Pseudo-obstruction or Ogilvie’s syndrome is not common after cardiac surgery but is an important condition to diagnose as failure to treat this appropriately can lead to haemodynamic compromise due to an abdominal compartment syndrome and colonic perforation, which carries a 50% mortality rate. It is defined as massive acute colonic dilatation as a result of an imbalance in the autonomic supply to the colon rather than a true mechanical blockage. The diagnosis is suggested upon the presence of increasing abdominal girth with a tense, tympanic abdomen together with the inability to pass faeces or flatus. Diagnostic confirmation can be made with an abdominal radiograph; however, a CT scan provides greater information and rules out the small possibility of a true mechanical blockage being present (e.g. sigmoid or caecal volvulus). Pseudo-obstruction is more likely to occur in patients with electrolyte imbalances, in particular potassium and magnesium. Indeed sometimes the condition can be adequately treated with restoration of homeostatic levels of these cations alone. Should colonic diameter exceed 10 cm or if the patient (if awake) complains of right iliac fossa tenderness, then urgent intervention is required as the possibility of imminent perforation exists.
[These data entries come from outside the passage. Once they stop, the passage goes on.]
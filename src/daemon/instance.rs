//! Makes sure only one daemon writes to a store. The daemon keeps an advisory lock on a pid file
//! next to the store for its whole lifetime; other processes read the pid out of it to check on
//! or stop the daemon.

use std::{
    fs::{self, File},
    io::{self, ErrorKind, Read, Seek, SeekFrom, Write},
    path::{Path, PathBuf},
    thread,
    time::{Duration, Instant},
};

use fs4::fs_std::FileExt;
use thiserror::Error;
use tracing::{debug, info, warn};

pub const PID_FILE_NAME: &str = "daybook.pid";

/// How long [stop_process] waits for a graceful exit before killing.
pub const DEFAULT_STOP_TIMEOUT: Duration = Duration::from_secs(5);

const STOP_POLL_INTERVAL: Duration = Duration::from_millis(100);

const ACQUIRE_ATTEMPTS: u32 = 3;

/// Pid file used for the store at `database_path`.
pub fn pid_file_for(database_path: &Path) -> PathBuf {
    database_path
        .parent()
        .map(|dir| dir.join(PID_FILE_NAME))
        .unwrap_or_else(|| PathBuf::from(PID_FILE_NAME))
}

#[derive(Debug, Clone, Copy, PartialEq, Eq)]
pub struct InstanceStatus {
    pub running: bool,
    pub pid: Option<u32>,
}

impl InstanceStatus {
    const NOT_RUNNING: InstanceStatus = InstanceStatus {
        running: false,
        pid: None,
    };
}

/// Exclusive ownership of a store. Dropping the guard releases it.
#[derive(Debug)]
pub struct SingleInstanceGuard {
    path: PathBuf,
    file: Option<File>,
}

impl SingleInstanceGuard {
    /// Tries to become the owner without blocking. `Ok(None)` means another process owns the
    /// pid file; its content is left untouched.
    pub fn acquire(path: &Path) -> io::Result<Option<Self>> {
        if let Some(parent) = path.parent().filter(|p| !p.as_os_str().is_empty()) {
            fs::create_dir_all(parent)?;
        }

        for _ in 0..ACQUIRE_ATTEMPTS {
            // Not truncated on open. Only the process holding the lock may change the content.
            let file = File::options()
                .read(true)
                .write(true)
                .create(true)
                .truncate(false)
                .open(path)?;

            if !try_lock(&file)? {
                debug!("Pid file {path:?} is locked by another process");
                return Ok(None);
            }
            if still_linked(&file, path)? {
                return Self::claim(path, file).map(Some);
            }
            // Stale healing unlinked the file between our open and lock.
            debug!("Pid file {path:?} was replaced while locking, retrying");
            FileExt::unlock(&file)?;
        }
        warn!("Pid file {path:?} keeps getting replaced, giving up");
        Ok(None)
    }

    fn claim(path: &Path, mut file: File) -> io::Result<Self> {
        file.set_len(0)?;
        file.seek(SeekFrom::Start(0))?;
        write!(file, "{}", std::process::id())?;
        file.sync_all()?;

        info!("Acquired {path:?} for pid {}", std::process::id());
        Ok(Self {
            path: path.to_path_buf(),
            file: Some(file),
        })
    }

    pub fn path(&self) -> &Path {
        &self.path
    }

    /// Unlocks and removes the pid file.
    pub fn release(mut self) {
        self.release_inner();
    }

    fn release_inner(&mut self) {
        let Some(file) = self.file.take() else {
            return;
        };
        // Removed while still locked so nobody can take over a file that is about to vanish.
        if let Err(e) = fs::remove_file(&self.path) {
            if e.kind() != ErrorKind::NotFound {
                warn!("Failed to remove pid file {:?}: {e}", self.path);
            }
        }
        if let Err(e) = FileExt::unlock(&file) {
            warn!("Failed to unlock pid file {:?}: {e}", self.path);
        }
        debug!("Released {:?}", self.path);
    }
}

impl Drop for SingleInstanceGuard {
    fn drop(&mut self) {
        self.release_inner();
    }
}

fn try_lock(file: &File) -> io::Result<bool> {
    match FileExt::try_lock_exclusive(file) {
        Ok(()) => Ok(true),
        Err(e)
            if e.kind() == ErrorKind::WouldBlock
                || e.raw_os_error() == fs4::lock_contended_error().raw_os_error() =>
        {
            Ok(false)
        }
        Err(e) => Err(e),
    }
}

/// Whether `path` still names the file we have open.
#[cfg(unix)]
fn still_linked(file: &File, path: &Path) -> io::Result<bool> {
    use std::os::unix::fs::MetadataExt;

    let opened = file.metadata()?;
    match fs::metadata(path) {
        Ok(current) => Ok(current.dev() == opened.dev() && current.ino() == opened.ino()),
        Err(e) if e.kind() == ErrorKind::NotFound => Ok(false),
        Err(e) => Err(e),
    }
}

#[cfg(not(unix))]
fn still_linked(_file: &File, _path: &Path) -> io::Result<bool> {
    Ok(true)
}

enum LockProbe {
    Missing,
    /// Some process owns the file.
    Held,
    /// Nobody owned the file; the returned handle now holds the lock.
    Free(File),
}

fn probe_lock(path: &Path) -> io::Result<LockProbe> {
    let file = match File::options().read(true).write(true).open(path) {
        Ok(file) => file,
        Err(e) if e.kind() == ErrorKind::NotFound => return Ok(LockProbe::Missing),
        Err(e) => return Err(e),
    };
    if try_lock(&file)? {
        Ok(LockProbe::Free(file))
    } else {
        Ok(LockProbe::Held)
    }
}

fn read_pid(path: &Path) -> io::Result<Option<u32>> {
    let mut content = String::new();
    match File::open(path) {
        Ok(mut file) => file.read_to_string(&mut content)?,
        Err(e) if e.kind() == ErrorKind::NotFound => return Ok(None),
        Err(e) => return Err(e),
    };
    Ok(content.trim().parse().ok())
}

/// Checks whether a daemon owns the pid file. Only the lock decides ownership: an unlocked file
/// is stale and removed even when its pid belongs to a live process, since pids get reused.
pub fn is_running(path: &Path) -> io::Result<InstanceStatus> {
    let file = match probe_lock(path)? {
        LockProbe::Missing => return Ok(InstanceStatus::NOT_RUNNING),
        LockProbe::Held => {
            // The owner may not have written its pid yet.
            let pid = read_pid(path)?.filter(|pid| process::is_alive(*pid));
            return Ok(InstanceStatus { running: true, pid });
        }
        LockProbe::Free(file) => file,
    };

    info!("Removing stale pid file {path:?}");
    // Removed while still locked. A starter that opened the old file meanwhile notices the unlink
    // in acquire and starts over.
    let removed = match fs::remove_file(path) {
        Ok(()) => Ok(InstanceStatus::NOT_RUNNING),
        Err(e) if e.kind() == ErrorKind::NotFound => Ok(InstanceStatus::NOT_RUNNING),
        Err(e) => Err(e),
    };
    if let Err(e) = FileExt::unlock(&file) {
        warn!("Failed to unlock stale pid file {path:?}: {e}");
    }
    removed
}

#[derive(Debug, Error)]
pub enum StopError {
    #[error("not permitted to signal process {pid}")]
    PermissionDenied { pid: u32 },

    #[error("failed to signal process {pid}: {message}")]
    Signal { pid: u32, message: String },
}

#[derive(Debug, Clone, Copy, PartialEq, Eq)]
pub enum StopOutcome {
    /// Exited after the terminate signal.
    Stopped,
    /// Didn't exit in time and was killed.
    Killed,
    /// Was already gone when we tried to signal it.
    NotRunning,
}

/// Asks `pid` to terminate, waits up to `timeout` for it to exit and kills it otherwise.
pub fn stop_process(pid: u32, timeout: Duration) -> Result<StopOutcome, StopError> {
    match process::terminate(pid)? {
        process::Delivery::Delivered => {}
        process::Delivery::NoProcess => return Ok(StopOutcome::NotRunning),
    }

    let deadline = Instant::now() + timeout;
    while Instant::now() < deadline {
        thread::sleep(STOP_POLL_INTERVAL);
        if !process::is_alive(pid) {
            return Ok(StopOutcome::Stopped);
        }
    }

    warn!("Process {pid} ignored terminate for {timeout:?}, killing it");
    match process::kill(pid)? {
        process::Delivery::Delivered => Ok(StopOutcome::Killed),
        process::Delivery::NoProcess => Ok(StopOutcome::Stopped),
    }
}

#[cfg(unix)]
mod process {
    use nix::{
        errno::Errno,
        sys::signal::{self, Signal},
        unistd::Pid,
    };

    use super::StopError;

    pub enum Delivery {
        Delivered,
        NoProcess,
    }

    fn to_pid(pid: u32) -> Option<Pid> {
        i32::try_from(pid).ok().filter(|p| *p > 0).map(Pid::from_raw)
    }

    /// Zero signal probe. A process we may not signal still exists.
    pub fn is_alive(pid: u32) -> bool {
        let Some(pid) = to_pid(pid) else {
            return false;
        };
        match signal::kill(pid, None) {
            Ok(()) => true,
            Err(Errno::EPERM) => true,
            Err(_) => false,
        }
    }

    fn send(pid: u32, sig: Signal) -> Result<Delivery, StopError> {
        let Some(target) = to_pid(pid) else {
            return Ok(Delivery::NoProcess);
        };
        match signal::kill(target, sig) {
            Ok(()) => Ok(Delivery::Delivered),
            Err(Errno::ESRCH) => Ok(Delivery::NoProcess),
            Err(Errno::EPERM) => Err(StopError::PermissionDenied { pid }),
            Err(e) => Err(StopError::Signal {
                pid,
                message: e.to_string(),
            }),
        }
    }

    pub fn terminate(pid: u32) -> Result<Delivery, StopError> {
        send(pid, Signal::SIGTERM)
    }

    pub fn kill(pid: u32) -> Result<Delivery, StopError> {
        send(pid, Signal::SIGKILL)
    }
}

#[cfg(not(unix))]
mod process {
    use super::StopError;

    pub enum Delivery {
        Delivered,
        NoProcess,
    }

    pub fn is_alive(pid: u32) -> bool {
        pid == std::process::id()
    }

    pub fn terminate(pid: u32) -> Result<Delivery, StopError> {
        Err(StopError::Signal {
            pid,
            message: "signals are only supported on unix".into(),
        })
    }

    pub fn kill(pid: u32) -> Result<Delivery, StopError> {
        terminate(pid)
    }
}

#[cfg(test)]
mod tests {
    use std::{
        fs,
        sync::{Arc, Barrier},
        thread,
        time::Duration,
    };

    use anyhow::Result;
    use tempfile::tempdir;

    use super::{
        is_running, pid_file_for, stop_process, InstanceStatus, SingleInstanceGuard, StopOutcome,
    };

    #[cfg(unix)]
    use super::still_linked;

    #[test]
    fn pid_file_sits_next_to_store() {
        let path = pid_file_for(std::path::Path::new("/data/daybook/daybook.duckdb"));
        assert_eq!(path, std::path::Path::new("/data/daybook/daybook.pid"));
    }

    #[test]
    fn acquire_writes_pid_and_release_removes_file() -> Result<()> {
        let dir = tempdir()?;
        let path = dir.path().join("daybook.pid");

        let guard = SingleInstanceGuard::acquire(&path)?.expect("lock should be free");
        assert_eq!(fs::read_to_string(&path)?, std::process::id().to_string());
        assert_eq!(
            is_running(&path)?,
            InstanceStatus {
                running: true,
                pid: Some(std::process::id())
            }
        );

        guard.release();
        assert!(!path.exists());
        assert_eq!(is_running(&path)?, InstanceStatus::NOT_RUNNING);
        Ok(())
    }

    #[test]
    fn drop_releases_lock() -> Result<()> {
        let dir = tempdir()?;
        let path = dir.path().join("daybook.pid");
        {
            let _guard = SingleInstanceGuard::acquire(&path)?.expect("lock should be free");
        }
        assert!(!path.exists());
        assert!(SingleInstanceGuard::acquire(&path)?.is_some());
        Ok(())
    }

    #[test]
    fn concurrent_acquire_has_single_winner() -> Result<()> {
        let dir = tempdir()?;
        let path = dir.path().join("daybook.pid");
        let barrier = Arc::new(Barrier::new(2));

        let contenders = (0..2)
            .map(|_| {
                let path = path.clone();
                let barrier = barrier.clone();
                thread::spawn(move || {
                    barrier.wait();
                    SingleInstanceGuard::acquire(&path).map_err(anyhow::Error::from)
                })
            })
            .collect::<Vec<_>>();

        let results = contenders
            .into_iter()
            .map(|t| t.join().expect("contender panicked"))
            .collect::<Result<Vec<_>>>()?;
        let winners = results.iter().filter(|r| r.is_some()).count();
        assert_eq!(winners, 1);

        // The loser left the winner's pid in place.
        assert_eq!(fs::read_to_string(&path)?, std::process::id().to_string());
        assert!(SingleInstanceGuard::acquire(&path)?.is_none());
        assert_eq!(fs::read_to_string(&path)?, std::process::id().to_string());
        Ok(())
    }

    #[test]
    fn stale_pid_file_is_removed() -> Result<()> {
        let dir = tempdir()?;
        let path = dir.path().join("daybook.pid");
        // Far above any real pid limit.
        fs::write(&path, "2147483000")?;
        assert_eq!(is_running(&path)?, InstanceStatus::NOT_RUNNING);
        assert!(!path.exists());

        fs::write(&path, "garbage")?;
        assert_eq!(is_running(&path)?, InstanceStatus::NOT_RUNNING);
        assert!(!path.exists());
        Ok(())
    }

    #[test]
    fn unlocked_file_with_live_pid_is_stale() -> Result<()> {
        let dir = tempdir()?;
        let path = dir.path().join("daybook.pid");

        // Pid 1 and our own pid are alive, but neither holds the lock.
        for pid in [1, std::process::id()] {
            fs::write(&path, pid.to_string())?;
            assert_eq!(is_running(&path)?, InstanceStatus::NOT_RUNNING);
            assert!(!path.exists());
        }

        let guard = SingleInstanceGuard::acquire(&path)?;
        assert!(guard.is_some());
        assert_eq!(fs::read_to_string(&path)?, std::process::id().to_string());
        Ok(())
    }

    #[cfg(unix)]
    #[test]
    fn unlinked_pid_file_is_detected() -> Result<()> {
        let dir = tempdir()?;
        let path = dir.path().join("daybook.pid");
        fs::write(&path, "")?;
        let opened = fs::File::open(&path)?;
        assert!(still_linked(&opened, &path)?);

        fs::remove_file(&path)?;
        assert!(!still_linked(&opened, &path)?);

        // A new file under the same name is a different file.
        fs::write(&path, "")?;
        assert!(!still_linked(&opened, &path)?);
        Ok(())
    }

    #[test]
    fn locked_file_without_pid_is_not_stale() -> Result<()> {
        let dir = tempdir()?;
        let path = dir.path().join("daybook.pid");
        let _guard = SingleInstanceGuard::acquire(&path)?.expect("lock should be free");
        fs::write(&path, "")?;

        assert_eq!(
            is_running(&path)?,
            InstanceStatus {
                running: true,
                pid: None
            }
        );
        assert!(path.exists());
        Ok(())
    }

    #[cfg(unix)]
    #[test]
    fn stop_terminates_child_process() -> Result<()> {
        let mut child = std::process::Command::new("sleep").arg("30").spawn()?;
        let pid = child.id();

        let reaper = thread::spawn(move || child.wait());
        let outcome = stop_process(pid, Duration::from_secs(5))?;
        assert_eq!(outcome, StopOutcome::Stopped);
        reaper.join().expect("reaper panicked")?;
        Ok(())
    }

    #[cfg(unix)]
    #[test]
    fn stop_reports_missing_process() -> Result<()> {
        assert_eq!(
            stop_process(2_147_483_000, Duration::from_millis(200))?,
            StopOutcome::NotRunning
        );
        Ok(())
    }
}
Generally, endoscopic decompression with a colonoscope can relieve the impending perforation and on occasion a flatus tube is left in situ to aid the ongoing decompression. In the general population the parasympathomimetic neostigmine has been used in refractory cases of pseudo-obstruction; however, the cardiac risk profile of this drug suggests its use may be limited in patients following cardiac surgery. Surgical intervention is only required in cases of perforation where colonic resection, abdominal wash-out and stoma formation are generally required. A drainage caecostomy tube, which can be placed radiologically, is only used in very rare cases of repeated caecal dilatation in a patient where laparotomy is not possible or safe.